(Source data)

○ ○ ○ ○ ○

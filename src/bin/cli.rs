use std::io::{self, BufRead, Write};

use school_calendar::calendar::format_time;
use school_calendar::views::{self, DayGroup};
use school_calendar::{
    CalendarManager, ClassField, EntityKind, HolidayField, ManagerError, Settings, SharedBackend,
    VacationField, export_entries_to_csv, import_entries_from_csv, open_backend,
};

type Manager = CalendarManager<SharedBackend, SharedBackend>;

fn render_row<'a>(widths: &[usize], cells: impl Iterator<Item = &'a str>) -> String {
    let mut line = String::from("|");
    for (ci, cell) in cells.enumerate() {
        line.push(' ');
        line.push_str(cell);
        line.push_str(&" ".repeat(widths[ci].saturating_sub(cell.len())));
        line.push_str(" |");
    }
    line
}

fn render_table(headers: &[&str], rows: &[Vec<String>]) -> String {
    let mut widths: Vec<usize> = headers.iter().map(|h| h.len()).collect();
    for row in rows {
        for (ci, cell) in row.iter().enumerate() {
            if cell.len() > widths[ci] {
                widths[ci] = cell.len();
            }
        }
    }

    let mut sep = String::from("+");
    for w in &widths {
        sep.push_str(&"-".repeat(*w + 2));
        sep.push('+');
    }

    let mut out = String::new();
    out.push_str(&sep);
    out.push('\n');
    out.push_str(&render_row(&widths, headers.iter().copied()));
    out.push('\n');
    out.push_str(&sep);
    out.push('\n');
    for row in rows {
        out.push_str(&render_row(&widths, row.iter().map(String::as_str)));
        out.push('\n');
    }
    out.push_str(&sep);
    out.push('\n');
    out
}

fn render_classes(groups: &[DayGroup<'_>]) -> String {
    let rows: Vec<Vec<String>> = groups
        .iter()
        .flat_map(|group| {
            group.sessions.iter().map(move |session| {
                vec![
                    group.day.to_string(),
                    format!(
                        "{}-{}",
                        format_time(session.start_time),
                        format_time(session.end_time)
                    ),
                    session.subject.clone(),
                    session.group.clone(),
                    session.room.clone().unwrap_or_default(),
                    if session.alternating {
                        session.week_type.to_string()
                    } else {
                        String::new()
                    },
                    session.id.clone(),
                ]
            })
        })
        .collect();
    render_table(
        &["day", "time", "subject", "group", "room", "weeks", "id"],
        &rows,
    )
}

fn render_holidays(manager: &Manager) -> String {
    let rows: Vec<Vec<String>> = views::holiday_list(manager.holidays())
        .into_iter()
        .map(|holiday| {
            vec![
                holiday.date.to_string(),
                holiday.name.clone(),
                holiday.holiday_type.to_string(),
                holiday.id.clone(),
            ]
        })
        .collect();
    render_table(&["date", "name", "type", "id"], &rows)
}

fn render_vacations(manager: &Manager) -> String {
    let rows: Vec<Vec<String>> = views::vacation_list(manager.vacations())
        .into_iter()
        .map(|period| {
            vec![
                period.start_date.to_string(),
                period.end_date.to_string(),
                period.duration_days().to_string(),
                period.name.clone(),
                period.vacation_type.to_string(),
                period.id.clone(),
            ]
        })
        .collect();
    render_table(&["start", "end", "days", "name", "type", "id"], &rows)
}

fn print_help() {
    println!(
        "Commands:\n  help                               Show this help\n  load                               Reload the calendar from the store\n  show                               Show classes, holidays and vacations\n  list <classes|holidays|vacations>  Show one list\n  week <iso_week>                    Classes running in that ISO week\n  add <kind>                         Open an empty editor (class|holiday|vacation)\n  edit <kind> <id>                   Open the editor on an existing entry\n  set <field> <value...>             Set a field of the open editor\n  draft                              Show the open editor's draft\n  submit                             Validate and save the open editor\n  cancel                             Close the open editor\n  delete <kind> <id>                 Delete an entry\n  groups                             List student groups\n  status                             Show the current banner messages\n  export <path>                      Write holidays and vacations as CSV\n  import <path>                      Add holidays and vacations from CSV\n  quit|exit                          Exit"
    );
}

fn print_status(manager: &Manager) {
    if let Some(error) = manager.status().error() {
        println!("Error: {error}");
    }
    if let Some(success) = manager.status().success() {
        println!("{success}");
    }
}

fn print_draft(manager: &Manager) {
    let rendered = match manager.open_editor() {
        Some(EntityKind::Class) => manager.class_editor().draft().map(serde_json::to_string_pretty),
        Some(EntityKind::Holiday) => manager.holiday_editor().draft().map(serde_json::to_string_pretty),
        Some(EntityKind::Vacation) => manager.vacation_editor().draft().map(serde_json::to_string_pretty),
        None => None,
    };
    match rendered {
        Some(Ok(json)) => println!("{json}"),
        Some(Err(e)) => println!("Error: {e}"),
        None => println!("No editor is open."),
    }
}

fn report(manager: &Manager, result: Result<(), ManagerError>) {
    match result {
        Ok(()) => print_status(manager),
        Err(ManagerError::Validation(errors)) => {
            println!("Please fix the following fields:");
            for (field, message) in errors.iter() {
                println!("  {field}: {message}");
            }
        }
        Err(ManagerError::Load(_) | ManagerError::Save { .. }) => print_status(manager),
        Err(e) => println!("Error: {e}"),
    }
}

fn set_field(manager: &mut Manager, field: &str, value: String) -> Result<(), String> {
    let result = match manager.open_editor() {
        Some(EntityKind::Class) => {
            let field: ClassField = field.parse().map_err(|e| format!("{e}"))?;
            manager.class_editor_mut().set_field(field, value)
        }
        Some(EntityKind::Holiday) => {
            let field: HolidayField = field.parse().map_err(|e| format!("{e}"))?;
            manager.holiday_editor_mut().set_field(field, value)
        }
        Some(EntityKind::Vacation) => {
            let field: VacationField = field.parse().map_err(|e| format!("{e}"))?;
            manager.vacation_editor_mut().set_field(field, value)
        }
        None => return Err("No editor is open. Use 'add' or 'edit' first.".into()),
    };
    result.map_err(|e| e.to_string())
}

fn import_entries(manager: &mut Manager, path: &str) -> Result<usize, String> {
    let entries = import_entries_from_csv(path).map_err(|e| e.to_string())?;
    manager.import_entries(entries).map_err(|e| e.to_string())
}

fn init_tracing(settings: &Settings) {
    tracing_subscriber::fmt()
        .with_env_filter(settings.log_filter())
        .with_writer(io::stderr)
        .without_time()
        .init();
}

fn main() {
    let settings = match Settings::from_env() {
        Ok(settings) => settings,
        Err(e) => {
            eprintln!("Invalid configuration: {e}");
            std::process::exit(2);
        }
    };
    init_tracing(&settings);

    let backend = match open_backend(&settings) {
        Ok(backend) => backend,
        Err(e) => {
            eprintln!("Unable to open the calendar store: {e}");
            std::process::exit(1);
        }
    };
    let mut manager = CalendarManager::with_shared_store(backend).with_settings(&settings);

    println!("School Calendar (CLI) - type 'help' for commands\n");
    let loaded = manager.load();
    report(&manager, loaded);

    let stdin = io::stdin();
    let mut lines = stdin.lock().lines();
    loop {
        print!("> ");
        let _ = io::stdout().flush();
        let line = match lines.next() {
            Some(Ok(line)) => line,
            _ => break,
        };
        let input = line.trim();
        if input.is_empty() {
            continue;
        }
        manager.tick();

        let mut parts = input.split_whitespace();
        let cmd = parts.next().unwrap_or("");

        match cmd {
            "help" => print_help(),
            "quit" | "exit" => break,
            "load" => {
                let result = manager.load();
                if result.is_ok() {
                    println!("Calendar loaded.");
                }
                report(&manager, result);
            }
            "show" => {
                println!("Classes\n{}", render_classes(&views::class_list(manager.schedule())));
                println!("Holidays\n{}", render_holidays(&manager));
                println!("Vacations\n{}", render_vacations(&manager));
            }
            "list" => match parts.next().map(str::parse::<EntityKind>) {
                Some(Ok(EntityKind::Class)) => {
                    println!("{}", render_classes(&views::class_list(manager.schedule())))
                }
                Some(Ok(EntityKind::Holiday)) => println!("{}", render_holidays(&manager)),
                Some(Ok(EntityKind::Vacation)) => println!("{}", render_vacations(&manager)),
                Some(Err(e)) => println!("Error: {e}"),
                None => println!("Usage: list <classes|holidays|vacations>"),
            },
            "week" => {
                let week: u32 = match parts.next().map(str::parse) {
                    Some(Ok(week)) => week,
                    _ => {
                        println!("Usage: week <iso_week>");
                        continue;
                    }
                };
                println!(
                    "{}",
                    render_classes(&views::sessions_for_week(manager.schedule(), week))
                );
            }
            "add" | "edit" => {
                let kind: EntityKind = match parts.next().map(str::parse) {
                    Some(Ok(kind)) => kind,
                    Some(Err(e)) => {
                        println!("Error: {e}");
                        continue;
                    }
                    None => {
                        println!("Usage: add <kind> | edit <kind> <id>");
                        continue;
                    }
                };
                let id = parts.next();
                if cmd == "edit" && id.is_none() {
                    println!("Usage: edit <kind> <id>");
                    continue;
                }
                match manager.add_or_edit(kind, if cmd == "edit" { id } else { None }) {
                    Ok(()) => {
                        println!("Editing {kind}.");
                        print_draft(&manager);
                    }
                    Err(e) => println!("Error: {e}"),
                }
            }
            "set" => {
                let Some(field) = parts.next() else {
                    println!("Usage: set <field> <value...>");
                    continue;
                };
                let value = parts.collect::<Vec<_>>().join(" ");
                match set_field(&mut manager, field, value) {
                    Ok(()) => println!("{field} set."),
                    Err(e) => println!("Error: {e}"),
                }
            }
            "draft" => print_draft(&manager),
            "submit" => match manager.open_editor() {
                Some(kind) => {
                    let result = manager.submit_editor(kind).map(|_| ());
                    report(&manager, result);
                }
                None => println!("No editor is open."),
            },
            "cancel" => match manager.open_editor() {
                Some(kind) => {
                    manager.cancel_editor(kind);
                    println!("Editor closed.");
                }
                None => println!("No editor is open."),
            },
            "delete" => {
                let kind = parts.next().map(str::parse::<EntityKind>);
                let id = parts.next();
                match (kind, id) {
                    (Some(Ok(kind)), Some(id)) => match manager.delete_entity(kind, id) {
                        Ok(true) => print_status(&manager),
                        Ok(false) => println!("No {kind} with id '{id}'."),
                        Err(e) => {
                            println!("Error: {e}");
                            print_status(&manager);
                        }
                    },
                    (Some(Err(e)), _) => println!("Error: {e}"),
                    _ => println!("Usage: delete <kind> <id>"),
                }
            }
            "groups" => {
                manager.refresh_group_options();
                if manager.group_options().is_empty() {
                    println!("No student groups.");
                } else {
                    for group in manager.group_options() {
                        println!("  {group}");
                    }
                }
            }
            "status" => {
                let snapshot = manager.status().snapshot();
                println!(
                    "success: {}\nerror: {}",
                    snapshot.success.as_deref().unwrap_or("-"),
                    snapshot.error.as_deref().unwrap_or("-")
                );
            }
            "export" => match parts.next() {
                Some(path) => match export_entries_to_csv(&manager.combined_entries(), path) {
                    Ok(()) => println!("Exported to {path}."),
                    Err(e) => println!("Error: {e}"),
                },
                None => println!("Usage: export <path>"),
            },
            "import" => match parts.next() {
                Some(path) => match import_entries(&mut manager, path) {
                    Ok(count) => println!("Imported {count} entries from {path}."),
                    Err(e) => println!("Error: {e}"),
                },
                None => println!("Usage: import <path>"),
            },
            _ => println!("Unknown command. Type 'help'."),
        }
    }
}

○ ○ ○ ○ ○

* **Aim of the task**
Among the lines above, find those with the word "HolidayField". Copy them.

* **Solution to the problem**
    CalendarManager, ClassField, EntityKind, HolidayField, ManagerError, Settings, SharedBackend,
            let field: HolidayField = field.parse().map_err(|e| format!("{e}"))?;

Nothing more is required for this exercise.